In his statement, Ban condemned the escalation of violence in Thailand and especially the loss of children's lives and for bloodshed to immediately end with those responsible brought to justice.
Ban's comments followed weekend attacks on anti-government protest sites. On Sunday in central Bangkok a grenade was tossed into a crowd of shoppers at a protest site killing a four-year-old boy and severely wounding his six-year-old sister who later died. Two other children remained in hospitals in intensive care.
Thitinan Pongsudhirak, a political scientist at Chulalongkorn University, says the escalation of violence has "crossed a threshold" and there is now the mobilizing of pro-government 'red shirt' supporters.
"We will see the situation becoming worse and much worse before it can improve. The violence has spread to other provinces - the ‘red shirts’ have mobilized. So I think the specter of a wider range of violence against the different sides and so on is going to increase," said Thitinan.
The ‘red shirt’ movement is aligned with Prime Minister Yingluck Shinawatra's government and supported Yingluck's older brother, Thaksin Shinawatra. Thaksin remains in exile to avoid a two year jail term for corruption.
On Sunday provincial leaders of the ‘red shirts,’ or United Front for Democracy against Dictatorship, the UDD, announced plans to launch protests against any actions, including judicial verdicts, that may lead to Yingluck being forced to resign.

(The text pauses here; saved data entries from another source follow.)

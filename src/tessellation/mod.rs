mod tessellate_curve;
mod triangulate_polygon;

pub use tessellate_curve::{CurveMetrics, TessellateCurve};
pub use triangulate_polygon::TriangulatePolygon;

use crate::math::Point3;

/// Parameters controlling tessellation quality.
#[derive(Debug, Clone, Copy)]
pub struct TessellationParams {
    /// Maximum allowed deviation from the true geometry.
    pub tolerance: f64,
    /// Minimum number of segments for curves.
    pub min_segments: usize,
    /// Maximum number of segments for curves.
    pub max_segments: usize,
}

impl Default for TessellationParams {
    fn default() -> Self {
        Self {
            tolerance: 0.01,
            min_segments: 4,
            max_segments: 256,
        }
    }
}

/// A polyline approximation of a curve.
///
/// For a closed curve the last point is not repeated; the segment from the
/// last point back to the first is implied by `closed`.
#[derive(Debug, Clone, Default)]
pub struct Polyline {
    /// The ordered vertices of the polyline.
    pub points: Vec<Point3>,
    /// Curve parameter of each vertex.
    pub parameters: Vec<f64>,
    /// Whether the polyline wraps back to its first point.
    pub closed: bool,
}

impl Polyline {
    /// Number of segments, counting the closing one.
    #[must_use]
    pub fn segment_count(&self) -> usize {
        if self.closed {
            self.points.len()
        } else {
            self.points.len().saturating_sub(1)
        }
    }
}

/// Number of segments needed to approximate an arc of `radius` spanning
/// `sweep` radians within the chord tolerance.
#[must_use]
#[allow(clippy::cast_possible_truncation, clippy::cast_sign_loss)]
pub fn adaptive_angular_segments(radius: f64, sweep: f64, params: &TessellationParams) -> usize {
    if radius > params.tolerance {
        let half_angle = (1.0 - params.tolerance / radius).acos();
        let computed = (sweep / (2.0 * half_angle)).ceil() as usize;
        computed.clamp(params.min_segments, params.max_segments)
    } else {
        params.min_segments
    }
}
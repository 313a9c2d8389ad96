//! Scales a triangle mesh, fills its holes, estimates wall thickness and
//! writes the result as STL, OFF and a PLY coloured where the wall is thin.
//!
//! ```text
//! cargo run --bin mesh_repair
//! cargo run --bin mesh_repair -- --input part.off --scale 1 --thin 0.8
//! ```

use std::path::{Path, PathBuf};

use anyhow::Result;
use clap::Parser;
use sweepkit::io::{read_off_polyhedron_file, write_off_file, write_ply_file, write_stl_file};
use sweepkit::mesh::{Polyhedron, Rgb};
use sweepkit::operations::analysis::{ThicknessParams, WallThickness};
use sweepkit::operations::repair::FillHoles;
use sweepkit::operations::transform::Scale;

#[derive(Parser)]
#[command(name = "mesh_repair")]
#[command(about = "Scale, hole-fill and wall-thickness check a triangle mesh", long_about = None)]
struct Cli {
    /// Input OFF file
    #[arg(short, long, default_value = "models/big_bunny_repaired.off")]
    input: PathBuf,
    /// Output path without extension; .stl, .off and .ply are written
    #[arg(short, long, default_value = "models/medium_bunny")]
    output: PathBuf,
    /// Uniform scale factor about the origin
    #[arg(long, default_value_t = 0.5)]
    scale: f64,
    /// Rays cast per face
    #[arg(long, default_value_t = 25)]
    rays: usize,
    /// Faces thinner than this are painted red in the PLY output
    #[arg(long, default_value_t = 1.0)]
    thin: f64,
}

fn main() -> Result<()> {
    // Default: WARN for everything, INFO for sweepkit and this binary.
    // Override with RUST_LOG.
    let env_filter = tracing_subscriber::EnvFilter::from_default_env()
        .add_directive(tracing_subscriber::filter::LevelFilter::WARN.into())
        .add_directive("mesh_repair=info".parse().unwrap_or_default())
        .add_directive("sweepkit=info".parse().unwrap_or_default());
    tracing_subscriber::fmt().with_env_filter(env_filter).init();

    let cli = Cli::parse();
    let mut poly = load_triangle_mesh(&cli.input)?;

    Scale::new(cli.scale).execute(&mut poly)?;
    println!("Mesh scaled by a factor of {}", cli.scale);

    let holes = FillHoles::new().execute(&mut poly)?;
    println!("Number of holes filled: {holes}");

    let mut mesh = poly.to_surface_mesh()?;
    let params = ThicknessParams {
        rays: cli.rays,
        ..ThicknessParams::default()
    };
    let thickness = WallThickness::new().with_params(params).execute(&mesh)?;
    println!("Minimum wall thickness: {}", thickness.min);
    let thin = thickness.paint_below(&mut mesh, cli.thin, Rgb::RED);
    println!("Faces thinner than {}: {thin}", cli.thin);

    write_stl_file(&mesh, cli.output.with_extension("stl"))?;
    write_off_file(&mesh, cli.output.with_extension("off"))?;
    write_ply_file(&mesh, cli.output.with_extension("ply"))?;
    Ok(())
}

/// Reads `path` as a polyhedron and exits with status 1 unless it is a
/// non-empty triangle mesh.
fn load_triangle_mesh(path: &Path) -> Result<Polyhedron> {
    let poly = read_off_polyhedron_file(path)?;
    if poly.face_count() == 0 || !poly.is_pure_triangle() {
        eprintln!("Input is not a triangle mesh: {}", path.display());
        std::process::exit(1);
    }
    Ok(poly)
}
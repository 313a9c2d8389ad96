use crate::error::{GeometryError, Result};
use crate::math::{Point3, Vector3, TOLERANCE};

use super::{Curve, CurveDomain};

/// A line defined by an origin point and a unit direction vector.
///
/// The parametric form is `P(t) = origin + t * direction`, so `t` is arc
/// length. [`Line::new`] gives an infinite line; [`Line::segment`] bounds the
/// domain to `[0, length]`, which is what a sweep spine needs.
#[derive(Debug, Clone)]
pub struct Line {
    origin: Point3,
    direction: Vector3,
    domain: CurveDomain,
}

impl Line {
    /// Creates a new infinite line from an origin and direction.
    ///
    /// # Errors
    ///
    /// Returns an error if the direction vector is zero-length.
    pub fn new(origin: Point3, direction: Vector3) -> Result<Self> {
        let len = direction.norm();
        if len < TOLERANCE {
            return Err(GeometryError::ZeroVector.into());
        }
        Ok(Self {
            origin,
            direction: direction / len,
            domain: CurveDomain::new(f64::NEG_INFINITY, f64::INFINITY),
        })
    }

    /// Creates the bounded segment from `start` to `end`.
    ///
    /// # Errors
    ///
    /// Returns an error if the two points coincide.
    pub fn segment(start: Point3, end: Point3) -> Result<Self> {
        let delta = end - start;
        let len = delta.norm();
        if len < TOLERANCE {
            return Err(GeometryError::Degenerate("segment endpoints coincide".into()).into());
        }
        Ok(Self {
            origin: start,
            direction: delta / len,
            domain: CurveDomain::new(0.0, len),
        })
    }

    /// Returns the origin point of the line.
    #[must_use]
    pub fn origin(&self) -> &Point3 {
        &self.origin
    }

    /// Returns the unit direction vector of the line.
    #[must_use]
    pub fn direction(&self) -> &Vector3 {
        &self.direction
    }
}

impl Curve for Line {
    fn evaluate(&self, t: f64) -> Result<Point3> {
        Ok(self.origin + self.direction * t)
    }

    fn derivative(&self, _t: f64) -> Result<Vector3> {
        Ok(self.direction)
    }

    fn domain(&self) -> CurveDomain {
        self.domain
    }

    fn is_closed(&self) -> bool {
        false
    }
}
use tracing::debug;

use crate::error::MeshError;
use crate::math::{Aabb, Point3};

use super::SurfaceMesh;

/// A closed triangle mesh whose triangles face outward.
///
/// The constructor checks closedness and flips an inward-facing mesh, so
/// the volume of a `Solid` is always positive.
#[derive(Debug, Clone, PartialEq)]
pub struct Solid {
    mesh: SurfaceMesh,
}

impl Solid {
    /// Wraps a closed mesh, orienting it outward.
    ///
    /// # Errors
    ///
    /// Returns [`MeshError::Empty`] for a mesh without triangles,
    /// [`MeshError::NotClosed`] if any edge lacks an opposite edge, and
    /// [`MeshError::NonManifold`] if the enclosed volume is zero.
    pub fn new(mut mesh: SurfaceMesh) -> Result<Self, MeshError> {
        if mesh.is_empty() {
            return Err(MeshError::Empty);
        }
        let open = mesh.boundary_edges().len();
        if open > 0 {
            return Err(MeshError::NotClosed(open));
        }
        let volume = mesh.signed_volume();
        if volume.abs() <= f64::EPSILON {
            return Err(MeshError::NonManifold("closed mesh encloses no volume".into()));
        }
        if volume < 0.0 {
            debug!("flipping inward-facing mesh");
            mesh.flip_orientation();
        }
        Ok(Self { mesh })
    }

    /// Returns the underlying mesh.
    #[must_use]
    pub fn mesh(&self) -> &SurfaceMesh {
        &self.mesh
    }

    /// Consumes the solid, returning its mesh.
    #[must_use]
    pub fn into_mesh(self) -> SurfaceMesh {
        self.mesh
    }

    /// Moves every vertex through `f`, re-orienting the triangles if the
    /// map mirrored the solid.
    pub fn map_points(&mut self, f: impl Fn(&Point3) -> Point3) {
        for p in &mut self.mesh.vertices {
            *p = f(p);
        }
        if self.mesh.signed_volume() < 0.0 {
            self.mesh.flip_orientation();
        }
    }

    /// Enclosed volume.
    #[must_use]
    pub fn volume(&self) -> f64 {
        self.mesh.signed_volume()
    }

    /// Bounding box of the solid.
    #[must_use]
    pub fn bounding_box(&self) -> Option<Aabb> {
        self.mesh.bounding_box()
    }
}

/// An ordered collection of solids.
#[derive(Debug, Clone, Default, PartialEq)]
pub struct Compound {
    solids: Vec<Solid>,
}

impl Compound {
    /// Creates an empty compound.
    #[must_use]
    pub fn new() -> Self {
        Self::default()
    }

    /// Appends a solid.
    pub fn push(&mut self, solid: Solid) {
        self.solids.push(solid);
    }

    /// The member solids in insertion order.
    #[must_use]
    pub fn solids(&self) -> &[Solid] {
        &self.solids
    }

    /// Number of member solids.
    #[must_use]
    pub fn len(&self) -> usize {
        self.solids.len()
    }

    /// Returns `true` if the compound has no members.
    #[must_use]
    pub fn is_empty(&self) -> bool {
        self.solids.is_empty()
    }

    /// All members merged into one mesh, without any boolean fusion.
    #[must_use]
    pub fn to_mesh(&self) -> SurfaceMesh {
        self.solids.iter().fold(SurfaceMesh::new(), |mut acc, s| {
            acc.merge(s.mesh());
            acc
        })
    }
}

impl FromIterator<Solid> for Compound {
    fn from_iter<I: IntoIterator<Item = Solid>>(iter: I) -> Self {
        Self {
            solids: iter.into_iter().collect(),
        }
    }
}

#[cfg(test)]
#[allow(clippy::unwrap_used)]
mod tests {
    use super::*;
    use crate::mesh::tests::tetrahedron;

    #[test]
    fn inward_mesh_is_flipped() {
        let mut mesh = tetrahedron();
        mesh.flip_orientation();
        let solid = Solid::new(mesh).unwrap();
        assert!((solid.volume() - 1.0 / 6.0).abs() < 1e-12);
    }

    #[test]
    fn open_mesh_rejected() {
        let mut mesh = tetrahedron();
        mesh.faces.pop();
        assert!(matches!(Solid::new(mesh), Err(MeshError::NotClosed(3))));
    }

    #[test]
    fn empty_mesh_rejected() {
        assert!(matches!(Solid::new(SurfaceMesh::new()), Err(MeshError::Empty)));
    }

    #[test]
    fn compound_merges_members() {
        let solid = Solid::new(tetrahedron()).unwrap();
        let compound: Compound = std::iter::repeat(solid).take(3).collect();
        assert_eq!(compound.len(), 3);
        let mesh = compound.to_mesh();
        assert_eq!(mesh.face_count(), 12);
        assert!((mesh.signed_volume() - 0.5).abs() < 1e-12);
    }
}
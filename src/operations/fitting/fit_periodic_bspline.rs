use tracing::{debug, error, info};

use crate::error::{OperationError, Result};
use crate::geometry::curve::{Curve, PeriodicBSpline, PeriodicKnots};
use crate::math::{Point3, TOLERANCE};

use super::cyclic_tridiagonal::solve_cyclic;

/// Fitted curve degree. Cubic interpolation gives C2 continuity.
const DEGREE: usize = 3;

/// How data points are assigned curve parameters.
#[derive(Debug, Clone, Copy, PartialEq, Eq, Default)]
pub enum Parameterization {
    /// Parameter steps proportional to the distance between samples.
    #[default]
    ChordLength,
    /// Unit parameter step between samples.
    Uniform,
}

/// Fitting options.
#[derive(Debug, Clone, Copy)]
pub struct FitParams {
    /// Parameter assignment for the samples.
    pub parameterization: Parameterization,
    /// Maximum allowed distance between the curve and any sample.
    pub tolerance: f64,
}

impl Default for FitParams {
    fn default() -> Self {
        Self {
            parameterization: Parameterization::ChordLength,
            tolerance: 1e-6,
        }
    }
}

/// Fits a periodic cubic B-spline through a closed point loop.
///
/// The input must be closed: its last point is an exact copy of the first.
/// The distinct points are interpolated at their parameters, and the
/// resulting curve is periodic so start and end join with C2 continuity.
pub struct FitPeriodicBSpline<'a> {
    points: &'a [Point3],
    params: FitParams,
}

impl<'a> FitPeriodicBSpline<'a> {
    /// Creates a new `FitPeriodicBSpline` operation with default parameters.
    #[must_use]
    pub fn new(points: &'a [Point3]) -> Self {
        Self {
            points,
            params: FitParams::default(),
        }
    }

    /// Sets custom fitting parameters.
    #[must_use]
    pub fn with_params(mut self, params: FitParams) -> Self {
        self.params = params;
        self
    }

    /// Executes the fit.
    ///
    /// # Errors
    ///
    /// Returns [`OperationError::Failed`] if the loop is not closed, has
    /// fewer than four distinct points, contains coincident consecutive
    /// points, the interpolation system is singular, or the fitted curve
    /// misses a sample by more than the tolerance.
    pub fn execute(&self) -> Result<PeriodicBSpline> {
        self.fit().inspect_err(|e| error!("B-spline curve creation failed: {e}"))
    }

    fn fit(&self) -> Result<PeriodicBSpline> {
        let Some((last, rest)) = self.points.split_last() else {
            return Err(fit_failed("point set is empty"));
        };
        if rest.first() != Some(last) {
            return Err(fit_failed("point loop is not closed (last point must equal the first)"));
        }
        let data = rest;
        let n = data.len();
        if n < DEGREE + 1 {
            return Err(fit_failed(&format!(
                "need at least {} distinct points, got {n}",
                DEGREE + 1
            )));
        }

        let knots = self.parameters(data)?;

        // Interpolating at knot u_i only touches basis functions i-3..i-1;
        // shifting unknowns by two makes the system cyclic tridiagonal.
        let curve_knots = PeriodicKnots::new(knots.clone())?;
        let mut a = Vec::with_capacity(n);
        let mut b = Vec::with_capacity(n);
        let mut c = Vec::with_capacity(n);
        for (i, &u) in knots[..n].iter().enumerate() {
            let span = curve_knots.span(u);
            debug_assert_eq!(span, i);
            let w = curve_knots.basis(span, u, DEGREE);
            a.push(w[0]);
            b.push(w[1]);
            c.push(w[2]);
        }

        let rhs: Vec<_> = data.iter().map(|p| p.coords).collect();
        let solution = solve_cyclic(&a, &b, &c, &rhs)
            .ok_or_else(|| fit_failed("interpolation system is singular"))?;

        // Unknown i is control point i - 2.
        let control_points: Vec<Point3> = (0..n)
            .map(|k| Point3::from(solution[(k + 2) % n]))
            .collect();

        let curve = PeriodicBSpline::new(DEGREE, knots.clone(), control_points)?;

        let mut max_error: f64 = 0.0;
        for (p, &u) in data.iter().zip(&knots) {
            let q = curve.evaluate(u)?;
            max_error = max_error.max((q - *p).norm());
        }
        debug!(max_error, "fit residual");
        if max_error > self.params.tolerance {
            return Err(fit_failed(&format!(
                "fit error {max_error:e} exceeds tolerance {:e}",
                self.params.tolerance
            )));
        }

        info!(control_points = n, "periodic B-spline curve created");
        Ok(curve)
    }

    /// Parameters `u_0 = 0 < u_1 < ... < u_n` for the closed loop, where
    /// `u_n` closes back onto the first point.
    fn parameters(&self, data: &[Point3]) -> Result<Vec<f64>> {
        let n = data.len();
        let mut knots = Vec::with_capacity(n + 1);
        knots.push(0.0);
        let mut acc = 0.0;
        for i in 0..n {
            let chord = (data[(i + 1) % n] - data[i]).norm();
            if chord < TOLERANCE {
                return Err(fit_failed(&format!(
                    "points {i} and {} coincide",
                    (i + 1) % n
                )));
            }
            acc += match self.params.parameterization {
                Parameterization::ChordLength => chord,
                Parameterization::Uniform => 1.0,
            };
            knots.push(acc);
        }
        Ok(knots)
    }
}

fn fit_failed(reason: &str) -> crate::error::SweepkitError {
    OperationError::Failed(format!("curve fit not done: {reason}")).into()
}

#[cfg(test)]
#[allow(clippy::unwrap_used)]
mod tests {
    use super::*;
    use crate::operations::sampling::{HelixParams, SampleHelix};
    use std::f64::consts::TAU;

    fn circle_loop(n: usize, radius: f64) -> Vec<Point3> {
        let mut pts: Vec<Point3> = (0..n)
            .map(|i| {
                let t = TAU * f64::from(u32::try_from(i).unwrap())
                    / f64::from(u32::try_from(n).unwrap());
                Point3::new(radius * t.cos(), radius * t.sin(), 0.0)
            })
            .collect();
        pts.push(pts[0]);
        pts
    }

    #[test]
    fn interpolates_helix_samples() {
        let params = HelixParams {
            n_points: 200,
            ..HelixParams::default()
        };
        let pts = SampleHelix::new(params).execute().unwrap();
        let curve = FitPeriodicBSpline::new(&pts).execute().unwrap();

        assert!(curve.is_periodic());
        assert_eq!(curve.control_points().len(), 200);
        for (p, &u) in pts.iter().zip(curve.knots()) {
            assert!((curve.evaluate(u).unwrap() - *p).norm() < 1e-6);
        }
    }

    #[test]
    fn fitted_curve_is_seamless() {
        let pts = circle_loop(24, 5.0);
        let curve = FitPeriodicBSpline::new(&pts).execute().unwrap();
        let d = curve.domain();
        let a = curve.evaluate(d.t_min).unwrap();
        let b = curve.evaluate(d.t_max).unwrap();
        assert!((a - b).norm() < 1e-12);
        let da = curve.derivative(d.t_min).unwrap();
        let db = curve.derivative(d.t_max - 1e-10).unwrap();
        assert!((da - db).norm() < 1e-6);
    }

    #[test]
    fn fitted_circle_stays_near_circle_between_samples() {
        let pts = circle_loop(64, 10.0);
        let curve = FitPeriodicBSpline::new(&pts).execute().unwrap();
        let d = curve.domain();
        for i in 0..500 {
            let t = d.t_min + d.span() * f64::from(i) / 500.0;
            let r = curve.evaluate(t).unwrap().coords.norm();
            assert!((r - 10.0).abs() < 1e-3, "radius {r} at t={t}");
        }
    }

    #[test]
    fn uniform_parameterization_also_interpolates() {
        let pts = circle_loop(10, 1.0);
        let params = FitParams {
            parameterization: Parameterization::Uniform,
            ..FitParams::default()
        };
        let curve = FitPeriodicBSpline::new(&pts)
            .with_params(params)
            .execute()
            .unwrap();
        assert_eq!(
            curve.knots(),
            &[0.0, 1.0, 2.0, 3.0, 4.0, 5.0, 6.0, 7.0, 8.0, 9.0, 10.0]
        );
    }

    #[test]
    fn open_loop_rejected() {
        let mut pts = circle_loop(8, 1.0);
        pts.pop();
        assert!(FitPeriodicBSpline::new(&pts).execute().is_err());
    }

    #[test]
    fn too_few_points_rejected() {
        let pts = circle_loop(3, 1.0);
        assert!(FitPeriodicBSpline::new(&pts).execute().is_err());
        assert!(FitPeriodicBSpline::new(&[]).execute().is_err());
    }

    #[test]
    fn coincident_points_rejected() {
        let mut pts = circle_loop(8, 1.0);
        pts[3] = pts[2];
        let err = FitPeriodicBSpline::new(&pts).execute().unwrap_err();
        assert!(err.to_string().contains("coincide"), "{err}");
    }
}
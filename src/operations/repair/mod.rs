mod fill_holes;

pub use fill_holes::FillHoles;
use super::{Point3, Vector3};

/// An axis-aligned bounding box.
#[derive(Debug, Clone, Copy, PartialEq)]
pub struct Aabb {
    /// Minimum corner of the bounding box.
    pub min: Point3,
    /// Maximum corner of the bounding box.
    pub max: Point3,
}

impl Aabb {
    /// Bounding box of a point set, or `None` if it is empty.
    #[must_use]
    pub fn from_points<'a>(points: impl IntoIterator<Item = &'a Point3>) -> Option<Self> {
        let mut iter = points.into_iter();
        let first = *iter.next()?;
        let start = Self {
            min: first,
            max: first,
        };
        Some(iter.fold(start, |acc, p| acc.including(p)))
    }

    /// Returns the box grown to contain `p`.
    #[must_use]
    pub fn including(self, p: &Point3) -> Self {
        Self {
            min: self.min.inf(p),
            max: self.max.sup(p),
        }
    }

    /// Returns the smallest box containing both boxes.
    #[must_use]
    pub fn union(self, other: &Self) -> Self {
        Self {
            min: self.min.inf(&other.min),
            max: self.max.sup(&other.max),
        }
    }

    /// Extent along each axis.
    #[must_use]
    pub fn extent(&self) -> Vector3 {
        self.max - self.min
    }

    /// Length of the main diagonal.
    #[must_use]
    pub fn diagonal(&self) -> f64 {
        self.extent().norm()
    }

    /// Center point.
    #[must_use]
    pub fn center(&self) -> Point3 {
        nalgebra::center(&self.min, &self.max)
    }

    /// Index of the longest axis (0 = x, 1 = y, 2 = z).
    #[must_use]
    pub fn longest_axis(&self) -> usize {
        self.extent().imax()
    }
}

#[cfg(test)]
#[allow(clippy::unwrap_used)]
mod tests {
    use super::*;

    #[test]
    fn from_points_spans_all() {
        let pts = [
            Point3::new(1.0, -2.0, 0.5),
            Point3::new(-1.0, 4.0, 0.0),
            Point3::new(0.0, 0.0, 3.0),
        ];
        let b = Aabb::from_points(&pts).unwrap();
        assert_eq!(b.min, Point3::new(-1.0, -2.0, 0.0));
        assert_eq!(b.max, Point3::new(1.0, 4.0, 3.0));
        assert_eq!(b.longest_axis(), 1);
    }

    #[test]
    fn empty_set_has_no_box() {
        let none: [Point3; 0] = [];
        assert!(Aabb::from_points(&none).is_none());
    }
}
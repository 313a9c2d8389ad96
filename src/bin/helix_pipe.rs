//! Samples a closed helix around a base circle, fits a periodic B-spline
//! through it and sweeps a circular pipe along the curve.
//!
//! ```text
//! cargo run --bin helix_pipe
//! cargo run --bin helix_pipe -- --rotations 5 --pipe-diameter 3 --copies 4
//! ```

use std::f64::consts::TAU;
use std::path::PathBuf;

use anyhow::{bail, Result};
use clap::Parser;
use sweepkit::io::{write_off_file, write_stl_file};
use sweepkit::operations::creation::RotatedComposite;
use sweepkit::operations::fitting::FitPeriodicBSpline;
use sweepkit::operations::sampling::{HelixParams, SampleHelix};
use sweepkit::operations::shaping::MakePipe;

#[derive(Parser)]
#[command(name = "helix_pipe")]
#[command(about = "Sweep a pipe along a closed helix", long_about = None)]
struct Cli {
    /// Diameter D of the base circle
    #[arg(long, default_value_t = 100.0)]
    circle_diameter: f64,
    /// Amplitude A of the helical offset
    #[arg(long, default_value_t = 10.0)]
    helix_offset: f64,
    /// Helical turns R per trip around the base circle
    #[arg(long, default_value_t = 3)]
    rotations: i32,
    /// Number N of helix samples
    #[arg(long, default_value_t = 1000)]
    points: usize,
    /// Diameter of the swept pipe
    #[arg(long, default_value_t = 5.0)]
    pipe_diameter: f64,
    /// Copies of the pipe spread evenly about the Z axis
    #[arg(long, default_value_t = 1)]
    copies: i32,
    /// Output STL file; an OFF file is written next to it
    #[arg(short, long, default_value = "pipe_helix.stl")]
    output: PathBuf,
}

fn main() -> Result<()> {
    // Default: WARN for everything, INFO for sweepkit and this binary.
    // Override with RUST_LOG.
    let env_filter = tracing_subscriber::EnvFilter::from_default_env()
        .add_directive(tracing_subscriber::filter::LevelFilter::WARN.into())
        .add_directive("helix_pipe=info".parse().unwrap_or_default())
        .add_directive("sweepkit=info".parse().unwrap_or_default());
    tracing_subscriber::fmt().with_env_filter(env_filter).init();

    let cli = Cli::parse();
    if cli.copies < 1 {
        bail!("invalid copy count {}", cli.copies);
    }

    let samples = SampleHelix::new(HelixParams {
        circle_diameter: cli.circle_diameter,
        helix_offset: cli.helix_offset,
        rotations: cli.rotations,
        n_points: cli.points,
    })
    .execute()?;
    let spine = FitPeriodicBSpline::new(&samples).execute()?;
    let pipe = MakePipe::new(&spine, cli.pipe_diameter).execute()?;
    println!("Pipe volume: {}", pipe.volume());

    let mesh = if cli.copies == 1 {
        pipe.into_mesh()
    } else {
        let angle = TAU / f64::from(cli.copies);
        RotatedComposite::new(&pipe, cli.copies, angle).execute()?.to_mesh()
    };

    write_stl_file(&mesh, &cli.output)?;
    write_off_file(&mesh, cli.output.with_extension("off"))?;
    println!("Pipe written to {}", cli.output.display());
    Ok(())
}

UDD leader, Thida Thavornseth, says the ‘red shirts’ are increasingly angered by the moves against the government and support given by unnamed military men last week against Thai police seeking to close down an anti-government protest site.
"The situation makes ‘red shirts’ very, very angry. So yesterday is the time we want the core leader from every province and umphur (village) to come and explain their idea about the strategy and tactics to fight. But, anyway, we are still in the policy that we're a peaceful movement," said Thida.
Thailand's latest crisis has deepened political fault lines. Thaksin remains popular in northern provinces while the anti-government movement draws its support from Bangkok and southern provinces led by a former lawmaker from the opposition Democrat Party.
Chulalongkorn University's Thitinan says escalating violence may result in military intervention in a bid to restore order.
"This is an unfolding tragedy. The mechanics are locked in and they are panning out in ways that no one seems able to prevent. So we are hoping for some kind of compromise behind the scenes somehow. The different sides have to step back from the brink otherwise we will see indiscriminate violence," said Thitinan.
Protests began in November against a government-backed law to grant an amnesty benefiting Thaksin and his return to Thailand. But then the situation escalated into efforts to unseat Yingluck's government. A February 2 national poll also failed to resolve the political crisis, leaving Thailand politically adrift and uncertain.